Could you please provide more information about your settings? Also, from your title it sounds like you tried all the datasets but, in your description, I only see MMBench mentioned. Is the only discrepancy in MMBench?

As for the closed source models, we did not optimize prompts and did not use special tokens (e.g., the multiple-choice token <mc> from Claude). Looking at the results from the closed models, we found a few refusals to answer or did not comply w/ the instructions in the prompt on how to answer (either a single letter or single word or phrase). For example, the models would answer with very long paragraphs when expecting a single word.

For example, the results of Llama3-Llava-Next-8B on your leadberboard are much different from the official results.

Differences w.r.t. to Llama3-Llava-Next-8B might be due to different things (e.g., generation parameters, prompts, etc.). We used temperature=0, and sample_len-1024, other than that, we left the generation parameters as default. For example, in our evaluations of MMMU, we left the image tokens interleaved in the question or answer as stated in the dataset. Moreover, for answers that could not be parsed, we followed what the MMMU paper suggested which is that random answers are generated. All this can contribute to variances.

Nevertheless, I will include our model to LMMS-Eval benchmark soon so that the community can reproduce our numbers more easily.
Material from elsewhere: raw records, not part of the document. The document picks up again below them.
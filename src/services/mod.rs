//! Request routing and HTTP servers.
//!
//! This module provides the network-facing side of the motor registry:
//! - `shared`: [`SharedRegistry`], the one lock around registry + hardware,
//!   behind the [`MotorBackend`] trait
//! - `router`: [`RequestRouter`], platform-agnostic GET routing
//! - `web` feature: Axum server wrapping the router
//!
//! The ESP32 server in `hal::esp32` drives the same router, so both
//! platforms answer every route identically.
//!
//! # Shared State Pattern
//!
//! ```ignore
//! use std::sync::Arc;
//! use train_pulse::services::{RequestRouter, SharedRegistry};
//!
//! let shared = Arc::new(SharedRegistry::from_config(&config, hardware)?);
//! let router = Arc::new(RequestRouter::new(shared));
//!
//! run_server(router, WebServerConfig::from_config(&config.web)).await?;
//! ```

pub mod router;
pub mod shared;

#[cfg(feature = "web")]
pub mod web;

// Re-exports
pub use router::*;
pub use shared::*;

#[cfg(feature = "web")]
pub use web::*;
Just to share w/ the community the PR on LMMs-Eval: https://github.com/EvolvingLMMs-Lab/lmms-eval/pull/87

LMMs-EVAL reproduces our reported results. One note is w/ MMBench-dev-en. We reported plain, raw accuracy (i.e., predicted letter matches expected letter) which gives us the number we reported: 80.5. However, when using the gpt_eval_score, we obtained the 73.7. I hope this clarifies the initial question.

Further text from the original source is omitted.